• **ACTIVITY**
Work out how many lines below hold the string "None" and state only that figure.

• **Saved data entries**
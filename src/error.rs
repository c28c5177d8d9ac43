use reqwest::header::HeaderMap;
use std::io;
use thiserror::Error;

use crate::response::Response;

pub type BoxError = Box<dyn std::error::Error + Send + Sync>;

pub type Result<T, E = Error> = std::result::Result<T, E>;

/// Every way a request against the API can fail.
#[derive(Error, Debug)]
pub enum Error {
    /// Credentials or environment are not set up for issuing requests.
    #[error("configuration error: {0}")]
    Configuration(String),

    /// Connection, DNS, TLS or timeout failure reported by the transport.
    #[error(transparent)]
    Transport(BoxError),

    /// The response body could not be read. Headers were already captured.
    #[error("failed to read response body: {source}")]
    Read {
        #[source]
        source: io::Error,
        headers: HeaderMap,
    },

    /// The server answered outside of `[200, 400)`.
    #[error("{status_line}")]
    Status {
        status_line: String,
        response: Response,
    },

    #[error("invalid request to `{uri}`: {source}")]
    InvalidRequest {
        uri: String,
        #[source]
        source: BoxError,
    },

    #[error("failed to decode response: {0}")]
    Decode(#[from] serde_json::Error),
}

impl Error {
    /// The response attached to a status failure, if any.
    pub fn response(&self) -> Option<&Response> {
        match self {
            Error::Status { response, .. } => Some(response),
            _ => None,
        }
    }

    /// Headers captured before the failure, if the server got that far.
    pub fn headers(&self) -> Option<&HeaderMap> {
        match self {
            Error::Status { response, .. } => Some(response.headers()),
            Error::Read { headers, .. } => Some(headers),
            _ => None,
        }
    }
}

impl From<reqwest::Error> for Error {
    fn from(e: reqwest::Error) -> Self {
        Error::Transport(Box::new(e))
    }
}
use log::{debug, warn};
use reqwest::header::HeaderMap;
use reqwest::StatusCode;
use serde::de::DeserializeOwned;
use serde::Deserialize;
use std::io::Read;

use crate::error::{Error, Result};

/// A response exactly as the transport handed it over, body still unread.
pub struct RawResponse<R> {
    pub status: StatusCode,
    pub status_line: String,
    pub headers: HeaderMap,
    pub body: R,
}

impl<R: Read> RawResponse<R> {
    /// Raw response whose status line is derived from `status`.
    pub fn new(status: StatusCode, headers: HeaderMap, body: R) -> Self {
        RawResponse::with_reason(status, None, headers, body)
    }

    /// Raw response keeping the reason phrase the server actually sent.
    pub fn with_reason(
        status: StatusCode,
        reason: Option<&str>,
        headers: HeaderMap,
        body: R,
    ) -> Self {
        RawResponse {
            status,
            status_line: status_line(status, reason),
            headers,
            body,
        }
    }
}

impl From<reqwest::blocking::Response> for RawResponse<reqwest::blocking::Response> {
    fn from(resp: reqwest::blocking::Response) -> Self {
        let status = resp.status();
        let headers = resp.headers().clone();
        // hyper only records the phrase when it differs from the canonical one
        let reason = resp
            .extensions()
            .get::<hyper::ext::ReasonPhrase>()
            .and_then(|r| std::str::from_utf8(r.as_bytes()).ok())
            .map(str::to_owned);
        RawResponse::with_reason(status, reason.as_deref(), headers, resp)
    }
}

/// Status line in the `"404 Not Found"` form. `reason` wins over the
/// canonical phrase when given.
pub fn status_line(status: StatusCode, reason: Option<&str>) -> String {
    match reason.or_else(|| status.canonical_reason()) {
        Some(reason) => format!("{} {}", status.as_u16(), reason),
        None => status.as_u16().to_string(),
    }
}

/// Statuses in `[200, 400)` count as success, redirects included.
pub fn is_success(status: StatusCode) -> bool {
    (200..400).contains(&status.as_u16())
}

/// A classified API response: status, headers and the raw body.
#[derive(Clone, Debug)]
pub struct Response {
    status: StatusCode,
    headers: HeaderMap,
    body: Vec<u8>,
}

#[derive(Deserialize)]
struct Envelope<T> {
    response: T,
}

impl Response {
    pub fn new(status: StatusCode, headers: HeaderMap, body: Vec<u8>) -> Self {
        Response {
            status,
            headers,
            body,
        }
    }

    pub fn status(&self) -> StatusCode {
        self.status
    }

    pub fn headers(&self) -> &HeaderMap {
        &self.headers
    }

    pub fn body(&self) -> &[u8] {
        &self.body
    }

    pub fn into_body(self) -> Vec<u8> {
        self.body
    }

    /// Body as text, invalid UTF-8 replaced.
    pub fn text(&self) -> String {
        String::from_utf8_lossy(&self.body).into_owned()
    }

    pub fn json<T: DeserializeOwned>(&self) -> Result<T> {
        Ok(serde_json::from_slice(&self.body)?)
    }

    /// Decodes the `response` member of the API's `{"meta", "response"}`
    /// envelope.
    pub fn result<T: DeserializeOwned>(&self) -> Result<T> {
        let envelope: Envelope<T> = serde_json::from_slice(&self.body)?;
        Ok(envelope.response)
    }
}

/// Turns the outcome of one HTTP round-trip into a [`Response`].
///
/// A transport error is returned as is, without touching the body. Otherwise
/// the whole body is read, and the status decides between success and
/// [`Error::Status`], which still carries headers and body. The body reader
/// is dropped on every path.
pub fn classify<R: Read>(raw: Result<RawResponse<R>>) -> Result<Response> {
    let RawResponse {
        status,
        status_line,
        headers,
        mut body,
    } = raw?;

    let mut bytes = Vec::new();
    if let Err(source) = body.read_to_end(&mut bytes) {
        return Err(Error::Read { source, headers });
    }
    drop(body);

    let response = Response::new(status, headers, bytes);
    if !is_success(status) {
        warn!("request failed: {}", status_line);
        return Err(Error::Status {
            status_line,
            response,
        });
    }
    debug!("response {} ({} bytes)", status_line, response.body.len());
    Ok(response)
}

• **EXERCISE OUTPUT**
4